Question

A hollow cylindrical shell of radius $R=0.1\text{m}$ has mass $M=6\text{kg}$. It is filled with water having mass $m=3\text{kg}$. It is placed on an inclined plane connected to a spring of spring constant $k=15\text{N/m}$ as shown in the figure. When it is disturbed, it performs oscillations without slipping on the inclined plane.

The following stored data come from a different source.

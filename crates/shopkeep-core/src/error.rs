//! # Error Types
//!
//! Domain-specific error types for shopkeep-core.
//!
//! ## Error Hierarchy
//! ```text
//! ┌─────────────────────────────────────────────────────────────────────────┐
//! │                         Error Types                                     │
//! │                                                                         │
//! │  shopkeep-core errors (this file)                                      │
//! │  ├── CoreError        - Rejected sale lines                            │
//! │  └── ValidationError  - Input validation failures                      │
//! │                                                                         │
//! │  shopkeep-store errors (separate crate)                                │
//! │  └── StoreError       - File I/O and malformed rows                    │
//! │                                                                         │
//! │  shopkeep-cli errors (in app)                                          │
//! │  └── CliError         - Startup failures (config, logging)             │
//! │                                                                         │
//! │  Flow: ValidationError → CoreError → StoreError → CliError             │
//! └─────────────────────────────────────────────────────────────────────────┘
//! ```
//!
//! Every error in this file is recoverable: the operator is told what went
//! wrong and the menu keeps running.

use thiserror::Error;

use crate::types::ProductId;

// =============================================================================
// Core Error
// =============================================================================

/// Business rule violations raised while processing a sale line.
#[derive(Debug, Clone, PartialEq, Eq, Error)]
pub enum CoreError {
    /// The referenced product id is not in the inventory.
    ///
    /// ## When This Occurs
    /// - Operator typed a product id that was never added
    /// - Inventory file was replaced between sessions
    #[error("Product not found: {0}")]
    UnknownProduct(ProductId),

    /// Requested quantity exceeds what is on hand.
    ///
    /// ## User Workflow
    /// ```text
    /// Sale line (id: 1, qty: 20)
    ///      │
    ///      ▼
    /// Check stock: available=7
    ///      │
    ///      ▼
    /// InsufficientStock { product_id: 1, available: 7, requested: 20 }
    ///      │
    ///      ▼
    /// Menu prints "Insufficient stock!" and asks for the next line
    /// ```
    #[error("Insufficient stock for {name} (ID {product_id}): available {available}, requested {requested}")]
    InsufficientStock {
        product_id: ProductId,
        name: String,
        available: i64,
        requested: i64,
    },

    /// Validation error (wraps ValidationError).
    #[error("Validation error: {0}")]
    Validation(#[from] ValidationError),
}

// =============================================================================
// Validation Error
// =============================================================================

/// Input validation errors.
///
/// Raised before anything is mutated, so a failed validation never leaves
/// partial state behind.
#[derive(Debug, Clone, PartialEq, Eq, Error)]
pub enum ValidationError {
    /// A required field is missing or empty.
    #[error("{field} is required")]
    Required { field: String },

    /// Value must be strictly greater than zero.
    #[error("{field} must be positive")]
    MustBePositive { field: String },

    /// Value must be zero or greater.
    #[error("{field} must not be negative")]
    MustNotBeNegative { field: String },

    /// Value does not fit the numeric range (e.g. price × quantity
    /// past `i64::MAX` cents).
    #[error("{field} is too large")]
    TooLarge { field: String },

    /// Text could not be parsed (e.g. "abc" as a price).
    #[error("{field} has invalid format: {reason}")]
    InvalidFormat { field: String, reason: String },
}

impl ValidationError {
    /// Shorthand for an [`ValidationError::InvalidFormat`] error.
    pub fn invalid_format(field: impl Into<String>, reason: impl Into<String>) -> Self {
        ValidationError::InvalidFormat {
            field: field.into(),
            reason: reason.into(),
        }
    }
}

// =============================================================================
// Result Type Alias
// =============================================================================

/// Convenience type alias for Results with CoreError.
pub type CoreResult<T> = Result<T, CoreError>;

// =============================================================================
// Unit Tests
// =============================================================================

#[cfg(test)]
mod tests {
    use super::*;

    #[test]
    fn test_error_messages() {
        let err = CoreError::InsufficientStock {
            product_id: 1,
            name: "Widget".to_string(),
            available: 7,
            requested: 20,
        };
        assert_eq!(
            err.to_string(),
            "Insufficient stock for Widget (ID 1): available 7, requested 20"
        );

        assert_eq!(CoreError::UnknownProduct(42).to_string(), "Product not found: 42");
    }

    #[test]
    fn test_validation_error_messages() {
        let err = ValidationError::Required {
            field: "name".to_string(),
        };
        assert_eq!(err.to_string(), "name is required");

        let err = ValidationError::TooLarge {
            field: "total_price".to_string(),
        };
        assert_eq!(err.to_string(), "total_price is too large");

        let err = ValidationError::invalid_format("price", "not a number");
        assert_eq!(err.to_string(), "price has invalid format: not a number");
    }

    #[test]
    fn test_validation_converts_to_core_error() {
        let validation_err = ValidationError::MustBePositive {
            field: "quantity".to_string(),
        };
        let core_err: CoreError = validation_err.into();
        assert!(matches!(core_err, CoreError::Validation(_)));
    }
}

The frequency of the resulting oscillations is
[Assume that the liquid does not rotate inside the cylindrical shell]

• A. $\frac{1}{2\pi }{\text{s}}^{-1}$
• B. $\frac{1}{\pi }{\text{s}}^{-1}$
• C. $\frac{2}{\pi }{\text{s}}^{-1}$
• D. $\frac{1}{3\pi }{\text{s}}^{-1}$

Answer 1

The correct option is A $\frac{1}{2\pi }{\text{s}}^{-1}$


If spring is displaced by $x$ from the equilibrium position, the cylinder will also move by $x$.
Total energy at this instant will be,
$E=P.E\left(\text{cylinder}\right)+P.E\left(\text{spring}\right)+K.E\left(\text{cylinder}\right)$
$\Rightarrow E=-Mg\left(x\sin \theta \right)-mg\left(x\sin \theta \right)+\frac{1}{2}k{x}^2$
$+\frac{1}{2}M{v}^2+\frac{1}{2}M{R}^2\times \frac{v^2}{R^2}+\frac{1}{2}m{v}^2$
$[\omega =vR]$
$\Rightarrow E=-(M+m)gx\sin \theta +\frac{1}{2}k{x}^2+(M+\frac{m}{2})v^2=\text{constant}$
[since the liquid doesn't rotate (given in question), kinetic energy is purely translational]

On differentiating $w.r.t$ time, we get
$\frac{dE}{dt}=-(M+m)g\sin \theta \frac{dx}{dt}+kx\frac{dx}{dt}+2(M+\frac{m}{2})v\frac{dv}{dt}=0$
$\frac{dE}{dt}=0\Rightarrow -(M+m)g\sin \theta +kx+(2M+m)a=0$
$[\because \frac{dx}{dt}=v]$
$\Rightarrow a=-\frac{kx}{(2M+m)}+\frac{(M+m)}{(2M+m)}g\sin \theta$
Let constant $C=\frac{(M+m)}{(2M+m)}g\sin \theta$
So, we have $a=-{\omega }^{2}x+C$
$\therefore \omega =\sqrt{\frac{k}{(2M+m)}}$
So, frequency $f=\frac{1}{2\pi }\sqrt{\frac{k}{(2M+m)}}$
$=\frac{1}{2\pi }\sqrt{\frac{15}{2\times 6+3}}=\frac{1}{2\pi }{\text{s}}^{-1}$

Hence, $\left(a\right)$ is the correct answer.